RECORDS: Begin
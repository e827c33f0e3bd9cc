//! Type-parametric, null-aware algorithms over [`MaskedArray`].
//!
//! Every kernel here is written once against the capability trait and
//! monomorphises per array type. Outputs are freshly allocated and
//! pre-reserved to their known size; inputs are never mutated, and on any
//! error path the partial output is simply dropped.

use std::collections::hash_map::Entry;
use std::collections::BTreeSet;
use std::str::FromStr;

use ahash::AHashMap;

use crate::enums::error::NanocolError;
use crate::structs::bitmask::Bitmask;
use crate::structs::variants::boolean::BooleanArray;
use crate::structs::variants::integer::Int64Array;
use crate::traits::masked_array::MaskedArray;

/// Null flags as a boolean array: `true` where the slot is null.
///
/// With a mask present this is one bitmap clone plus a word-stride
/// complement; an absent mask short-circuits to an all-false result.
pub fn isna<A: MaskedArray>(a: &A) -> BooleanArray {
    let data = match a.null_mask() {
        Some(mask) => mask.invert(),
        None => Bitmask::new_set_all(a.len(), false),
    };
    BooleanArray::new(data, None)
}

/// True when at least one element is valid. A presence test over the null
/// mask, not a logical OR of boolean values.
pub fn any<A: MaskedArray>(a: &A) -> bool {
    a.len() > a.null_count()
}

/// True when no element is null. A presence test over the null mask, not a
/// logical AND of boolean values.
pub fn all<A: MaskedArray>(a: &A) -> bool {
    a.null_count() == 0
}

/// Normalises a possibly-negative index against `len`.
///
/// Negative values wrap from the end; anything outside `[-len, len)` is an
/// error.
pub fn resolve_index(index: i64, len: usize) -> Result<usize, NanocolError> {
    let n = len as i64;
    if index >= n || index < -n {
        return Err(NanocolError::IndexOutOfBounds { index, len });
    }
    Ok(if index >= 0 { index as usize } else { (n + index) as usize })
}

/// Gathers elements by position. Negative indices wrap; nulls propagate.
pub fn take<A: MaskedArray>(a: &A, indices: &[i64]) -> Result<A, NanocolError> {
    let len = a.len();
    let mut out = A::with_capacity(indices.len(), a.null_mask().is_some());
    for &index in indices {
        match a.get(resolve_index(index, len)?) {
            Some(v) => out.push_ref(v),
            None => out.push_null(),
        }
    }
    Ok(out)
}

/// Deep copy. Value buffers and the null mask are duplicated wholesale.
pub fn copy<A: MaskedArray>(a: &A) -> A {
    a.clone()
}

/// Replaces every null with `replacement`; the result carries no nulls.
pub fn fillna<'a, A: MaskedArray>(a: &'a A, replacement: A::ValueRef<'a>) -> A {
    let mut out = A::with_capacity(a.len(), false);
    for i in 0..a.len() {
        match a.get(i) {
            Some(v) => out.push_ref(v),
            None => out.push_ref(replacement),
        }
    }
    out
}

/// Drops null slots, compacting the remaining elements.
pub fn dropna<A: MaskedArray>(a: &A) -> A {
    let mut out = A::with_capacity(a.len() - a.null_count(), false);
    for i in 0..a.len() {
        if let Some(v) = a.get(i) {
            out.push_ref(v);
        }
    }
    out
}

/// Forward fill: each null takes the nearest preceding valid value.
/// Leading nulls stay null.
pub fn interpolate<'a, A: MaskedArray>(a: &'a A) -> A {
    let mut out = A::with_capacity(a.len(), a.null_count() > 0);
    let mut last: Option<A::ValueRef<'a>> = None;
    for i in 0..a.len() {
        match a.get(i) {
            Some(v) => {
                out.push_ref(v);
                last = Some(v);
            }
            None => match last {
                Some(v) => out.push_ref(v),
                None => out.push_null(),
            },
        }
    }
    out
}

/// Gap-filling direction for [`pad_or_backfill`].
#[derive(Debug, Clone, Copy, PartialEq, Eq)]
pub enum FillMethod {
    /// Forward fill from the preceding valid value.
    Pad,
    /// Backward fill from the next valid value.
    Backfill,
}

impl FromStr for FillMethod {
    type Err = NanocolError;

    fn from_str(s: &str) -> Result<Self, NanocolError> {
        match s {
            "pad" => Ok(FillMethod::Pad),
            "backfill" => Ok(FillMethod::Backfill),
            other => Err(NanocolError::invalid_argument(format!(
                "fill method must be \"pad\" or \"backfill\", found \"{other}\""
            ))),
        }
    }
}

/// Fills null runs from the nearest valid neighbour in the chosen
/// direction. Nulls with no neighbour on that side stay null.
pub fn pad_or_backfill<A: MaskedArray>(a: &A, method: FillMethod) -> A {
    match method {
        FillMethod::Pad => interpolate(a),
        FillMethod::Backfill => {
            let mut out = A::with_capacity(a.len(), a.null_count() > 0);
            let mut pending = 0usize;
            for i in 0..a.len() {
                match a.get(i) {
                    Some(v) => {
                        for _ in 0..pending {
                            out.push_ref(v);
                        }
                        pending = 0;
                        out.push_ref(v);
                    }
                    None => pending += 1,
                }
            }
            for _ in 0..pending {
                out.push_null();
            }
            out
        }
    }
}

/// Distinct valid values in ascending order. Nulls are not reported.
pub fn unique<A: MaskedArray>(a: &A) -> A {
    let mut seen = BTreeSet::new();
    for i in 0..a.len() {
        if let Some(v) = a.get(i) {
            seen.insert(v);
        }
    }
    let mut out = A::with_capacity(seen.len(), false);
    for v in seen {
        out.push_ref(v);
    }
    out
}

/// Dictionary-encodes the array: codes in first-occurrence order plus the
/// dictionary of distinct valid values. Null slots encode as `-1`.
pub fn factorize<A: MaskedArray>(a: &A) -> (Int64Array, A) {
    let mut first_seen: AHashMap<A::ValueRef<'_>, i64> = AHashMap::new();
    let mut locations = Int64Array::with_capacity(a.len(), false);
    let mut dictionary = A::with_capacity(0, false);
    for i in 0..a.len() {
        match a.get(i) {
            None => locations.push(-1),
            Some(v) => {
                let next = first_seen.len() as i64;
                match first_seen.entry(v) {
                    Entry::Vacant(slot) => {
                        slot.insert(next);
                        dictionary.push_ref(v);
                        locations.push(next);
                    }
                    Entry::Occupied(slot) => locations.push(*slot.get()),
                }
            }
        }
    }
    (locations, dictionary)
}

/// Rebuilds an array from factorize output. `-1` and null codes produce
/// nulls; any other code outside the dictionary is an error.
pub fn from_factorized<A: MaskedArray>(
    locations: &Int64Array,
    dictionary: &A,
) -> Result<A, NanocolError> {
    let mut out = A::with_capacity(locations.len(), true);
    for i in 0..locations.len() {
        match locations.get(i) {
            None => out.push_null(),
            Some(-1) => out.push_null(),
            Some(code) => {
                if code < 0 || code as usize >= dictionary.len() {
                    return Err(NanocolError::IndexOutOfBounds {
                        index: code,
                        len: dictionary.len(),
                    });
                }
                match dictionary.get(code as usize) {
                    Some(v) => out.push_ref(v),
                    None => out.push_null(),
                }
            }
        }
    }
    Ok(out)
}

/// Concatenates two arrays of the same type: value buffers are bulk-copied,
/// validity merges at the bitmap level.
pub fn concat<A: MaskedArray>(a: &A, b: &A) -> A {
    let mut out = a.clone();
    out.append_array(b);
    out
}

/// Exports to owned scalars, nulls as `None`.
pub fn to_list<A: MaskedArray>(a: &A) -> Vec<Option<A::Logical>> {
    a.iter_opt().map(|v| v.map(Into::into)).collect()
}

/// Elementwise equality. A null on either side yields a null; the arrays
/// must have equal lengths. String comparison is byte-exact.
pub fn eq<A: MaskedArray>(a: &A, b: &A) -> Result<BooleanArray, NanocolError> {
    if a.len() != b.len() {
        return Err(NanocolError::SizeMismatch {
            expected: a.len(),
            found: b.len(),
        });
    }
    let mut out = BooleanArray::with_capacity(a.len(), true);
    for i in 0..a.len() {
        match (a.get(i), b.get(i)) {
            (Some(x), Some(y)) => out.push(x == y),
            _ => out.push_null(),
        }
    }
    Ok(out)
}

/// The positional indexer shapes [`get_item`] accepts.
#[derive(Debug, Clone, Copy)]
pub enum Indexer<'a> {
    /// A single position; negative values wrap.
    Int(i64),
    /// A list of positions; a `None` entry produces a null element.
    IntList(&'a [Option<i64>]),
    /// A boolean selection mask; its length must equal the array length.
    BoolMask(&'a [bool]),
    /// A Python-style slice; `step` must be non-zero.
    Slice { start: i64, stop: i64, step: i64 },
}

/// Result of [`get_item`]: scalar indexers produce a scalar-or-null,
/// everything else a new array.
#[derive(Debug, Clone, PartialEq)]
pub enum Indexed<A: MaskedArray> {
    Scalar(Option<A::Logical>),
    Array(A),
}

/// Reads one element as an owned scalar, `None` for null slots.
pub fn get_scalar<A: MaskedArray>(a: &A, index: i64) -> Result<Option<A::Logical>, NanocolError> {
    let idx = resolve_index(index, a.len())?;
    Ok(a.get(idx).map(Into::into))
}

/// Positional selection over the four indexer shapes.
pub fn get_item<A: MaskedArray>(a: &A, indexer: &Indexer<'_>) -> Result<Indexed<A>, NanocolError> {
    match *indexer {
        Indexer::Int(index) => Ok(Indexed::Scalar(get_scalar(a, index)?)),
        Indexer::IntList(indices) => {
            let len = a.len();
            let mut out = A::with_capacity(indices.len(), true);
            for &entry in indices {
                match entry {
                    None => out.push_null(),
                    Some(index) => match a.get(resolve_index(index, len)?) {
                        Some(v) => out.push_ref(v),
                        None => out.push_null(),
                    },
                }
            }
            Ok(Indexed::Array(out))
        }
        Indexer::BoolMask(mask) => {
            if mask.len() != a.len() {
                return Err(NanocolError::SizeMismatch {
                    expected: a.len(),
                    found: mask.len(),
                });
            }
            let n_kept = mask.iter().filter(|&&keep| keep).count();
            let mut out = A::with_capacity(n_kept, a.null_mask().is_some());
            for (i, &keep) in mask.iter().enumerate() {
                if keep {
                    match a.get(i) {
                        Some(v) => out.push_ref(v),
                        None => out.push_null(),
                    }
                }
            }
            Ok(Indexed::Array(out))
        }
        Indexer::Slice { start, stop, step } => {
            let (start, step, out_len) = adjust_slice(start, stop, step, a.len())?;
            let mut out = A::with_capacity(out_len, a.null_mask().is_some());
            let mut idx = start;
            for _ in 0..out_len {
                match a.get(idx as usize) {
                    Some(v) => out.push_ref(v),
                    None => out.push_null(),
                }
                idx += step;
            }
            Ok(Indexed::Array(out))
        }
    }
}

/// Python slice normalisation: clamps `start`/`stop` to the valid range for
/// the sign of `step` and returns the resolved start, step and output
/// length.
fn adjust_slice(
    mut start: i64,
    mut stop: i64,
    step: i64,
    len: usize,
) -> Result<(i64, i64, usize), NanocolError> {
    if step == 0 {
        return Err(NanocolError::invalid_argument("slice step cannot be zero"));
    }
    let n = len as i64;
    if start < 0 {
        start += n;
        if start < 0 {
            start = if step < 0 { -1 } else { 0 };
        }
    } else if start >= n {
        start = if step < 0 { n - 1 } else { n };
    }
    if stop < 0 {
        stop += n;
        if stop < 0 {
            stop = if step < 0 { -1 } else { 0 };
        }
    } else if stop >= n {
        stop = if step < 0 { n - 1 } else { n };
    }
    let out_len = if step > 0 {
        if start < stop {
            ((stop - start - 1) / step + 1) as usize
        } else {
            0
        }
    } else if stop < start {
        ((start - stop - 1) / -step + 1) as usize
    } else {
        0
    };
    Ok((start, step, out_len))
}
RECORDS: End
* **TASK DESCRIPTION**: Please transcribe the data above without changes, from its first line to its "is simply dropped." line, and leave out anything past that.

* **ANSWER SPACE**:
repository e827c33f0e3bd9cc
//! Type-parametric, null-aware algorithms over [`MaskedArray`].
//!
//! Every kernel here is written once against the capability trait and
//! monomorphises per array type. Outputs are freshly allocated and
//! pre-reserved to their known size; inputs are never mutated, and on any
//! error path the partial output is simply dropped.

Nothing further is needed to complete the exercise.